● DATASET RECORDS:
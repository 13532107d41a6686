//! Messages between the worker runtime and connected page clients.

use serde::{Deserialize, Serialize};
use tokio::sync::{broadcast, mpsc};
use tracing::{debug, trace};

/// Worker to page.
#[derive(Debug, Clone, PartialEq, Eq, Serialize, Deserialize)]
#[serde(tag = "type", rename_all = "SCREAMING_SNAKE_CASE")]
pub enum WorkerMessage {
  /// A sync pass has started
  SyncSubmissions,
  /// Submissions acknowledged by the server in the last pass
  SyncComplete { count: usize },
  /// A submission needs the user's attention
  SubmissionFailed { id: String, error: String },
  /// Pages are now served from this generation
  GenerationActivated { generation: String },
}

/// Page to worker.
#[derive(Debug, Clone, PartialEq, Eq, Serialize, Deserialize)]
#[serde(tag = "type", rename_all = "SCREAMING_SNAKE_CASE")]
pub enum PageMessage {
  /// Run a sync pass now, ignoring retry schedules
  SyncNow,
  /// Activate the waiting generation immediately
  SkipWaiting,
}

impl PageMessage {
  pub fn from_json(json: &str) -> serde_json::Result<Self> {
    serde_json::from_str(json)
  }
}

/// Fire-and-forget fan-out to every connected page. Nothing is buffered for
/// pages that connect later.
#[derive(Clone)]
pub struct NotificationChannel {
  outbound: broadcast::Sender<WorkerMessage>,
  inbound: mpsc::UnboundedSender<PageMessage>,
}

impl NotificationChannel {
  /// Create the channel and the receiver the runtime reads page requests from.
  pub fn new(capacity: usize) -> (Self, mpsc::UnboundedReceiver<PageMessage>) {
    let (outbound, _) = broadcast::channel(capacity.max(1));
    let (inbound, inbound_rx) = mpsc::unbounded_channel();
    (Self { outbound, inbound }, inbound_rx)
  }

  /// Send to all connected pages. Returns how many received it; zero is fine.
  pub fn broadcast(&self, message: WorkerMessage) -> usize {
    match self.outbound.send(message) {
      Ok(n) => {
        debug!(clients = n, "broadcast");
        n
      }
      Err(broadcast::error::SendError(message)) => {
        trace!(?message, "no clients connected");
        0
      }
    }
  }

  pub fn connect(&self) -> ClientHandle {
    ClientHandle {
      rx: self.outbound.subscribe(),
      tx: self.inbound.clone(),
    }
  }

  pub fn client_count(&self) -> usize {
    self.outbound.receiver_count()
  }
}

/// A connected page.
pub struct ClientHandle {
  rx: broadcast::Receiver<WorkerMessage>,
  tx: mpsc::UnboundedSender<PageMessage>,
}

impl ClientHandle {
  /// Next broadcast message; `None` once the worker has shut down.
  pub async fn recv(&mut self) -> Option<WorkerMessage> {
    loop {
      match self.rx.recv().await {
        Ok(message) => return Some(message),
        Err(broadcast::error::RecvError::Lagged(skipped)) => {
          debug!(skipped, "client lagged behind broadcasts");
        }
        Err(broadcast::error::RecvError::Closed) => return None,
      }
    }
  }

  /// Already-delivered message, if any, without waiting.
  pub fn try_recv(&mut self) -> Option<WorkerMessage> {
    loop {
      match self.rx.try_recv() {
        Ok(message) => return Some(message),
        Err(broadcast::error::TryRecvError::Lagged(_)) => continue,
        Err(_) => return None,
      }
    }
  }

  /// Send a request to the worker. Returns false if the worker is gone.
  pub fn post(&self, message: PageMessage) -> bool {
    self.tx.send(message).is_ok()
  }
}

● WHAT YOU NEED TO DO:
The full set of records must be output again exactly.

● TASK SOLUTION:
repository 13532107d41a6686
//! Messages between the worker runtime and connected page clients.

use serde::{Deserialize, Serialize};
use tokio::sync::{broadcast, mpsc};
use tracing::{debug, trace};

/// Worker to page.
#[derive(Debug, Clone, PartialEq, Eq, Serialize, Deserialize)]
#[serde(tag = "type", rename_all = "SCREAMING_SNAKE_CASE")]
pub enum WorkerMessage {
  /// A sync pass has started
  SyncSubmissions,
  /// Submissions acknowledged by the server in the last pass
  SyncComplete { count: usize },
  /// A submission needs the user's attention
  SubmissionFailed { id: String, error: String },
  /// Pages are now served from this generation
  GenerationActivated { generation: String },
}

/// Page to worker.
#[derive(Debug, Clone, PartialEq, Eq, Serialize, Deserialize)]
#[serde(tag = "type", rename_all = "SCREAMING_SNAKE_CASE")]
pub enum PageMessage {
  /// Run a sync pass now, ignoring retry schedules
  SyncNow,
  /// Activate the waiting generation immediately
  SkipWaiting,
}

impl PageMessage {
  pub fn from_json(json: &str) -> serde_json::Result<Self> {
    serde_json::from_str(json)
  }
}

/// Fire-and-forget fan-out to every connected page. Nothing is buffered for
/// pages that connect later.
#[derive(Clone)]
pub struct NotificationChannel {
  outbound: broadcast::Sender<WorkerMessage>,
  inbound: mpsc::UnboundedSender<PageMessage>,
}

impl NotificationChannel {
  /// Create the channel and the receiver the runtime reads page requests from.
  pub fn new(capacity: usize) -> (Self, mpsc::UnboundedReceiver<PageMessage>) {
    let (outbound, _) = broadcast::channel(capacity.max(1));
    let (inbound, inbound_rx) = mpsc::unbounded_channel();
    (Self { outbound, inbound }, inbound_rx)
  }

  /// Send to all connected pages. Returns how many received it; zero is fine.
  pub fn broadcast(&self, message: WorkerMessage) -> usize {
    match self.outbound.send(message) {
      Ok(n) => {
        debug!(clients = n, "broadcast");
        n
      }
      Err(broadcast::error::SendError(message)) => {
        trace!(?message, "no clients connected");
        0
      }
    }
  }

  pub fn connect(&self) -> ClientHandle {
    ClientHandle {
      rx: self.outbound.subscribe(),
      tx: self.inbound.clone(),
    }
  }

  pub fn client_count(&self) -> usize {
    self.outbound.receiver_count()
  }
}

/// A connected page.
pub struct ClientHandle {
  rx: broadcast::Receiver<WorkerMessage>,
  tx: mpsc::UnboundedSender<PageMessage>,
}

impl ClientHandle {
  /// Next broadcast message; `None` once the worker has shut down.
  pub async fn recv(&mut self) -> Option<WorkerMessage> {
    loop {
      match self.rx.recv().await {
        Ok(message) => return Some(message),
        Err(broadcast::error::RecvError::Lagged(skipped)) => {
          debug!(skipped, "client lagged behind broadcasts");
        }
        Err(broadcast::error::RecvError::Closed) => return None,
      }
    }
  }

  /// Already-delivered message, if any, without waiting.
  pub fn try_recv(&mut self) -> Option<WorkerMessage> {
    loop {
      match self.rx.try_recv() {
        Ok(message) => return Some(message),
        Err(broadcast::error::TryRecvError::Lagged(_)) => continue,
        Err(_) => return None,
      }
    }
  }

  /// Send a request to the worker. Returns false if the worker is gone.
  pub fn post(&self, message: PageMessage) -> bool {
    self.tx.send(message).is_ok()
  }
}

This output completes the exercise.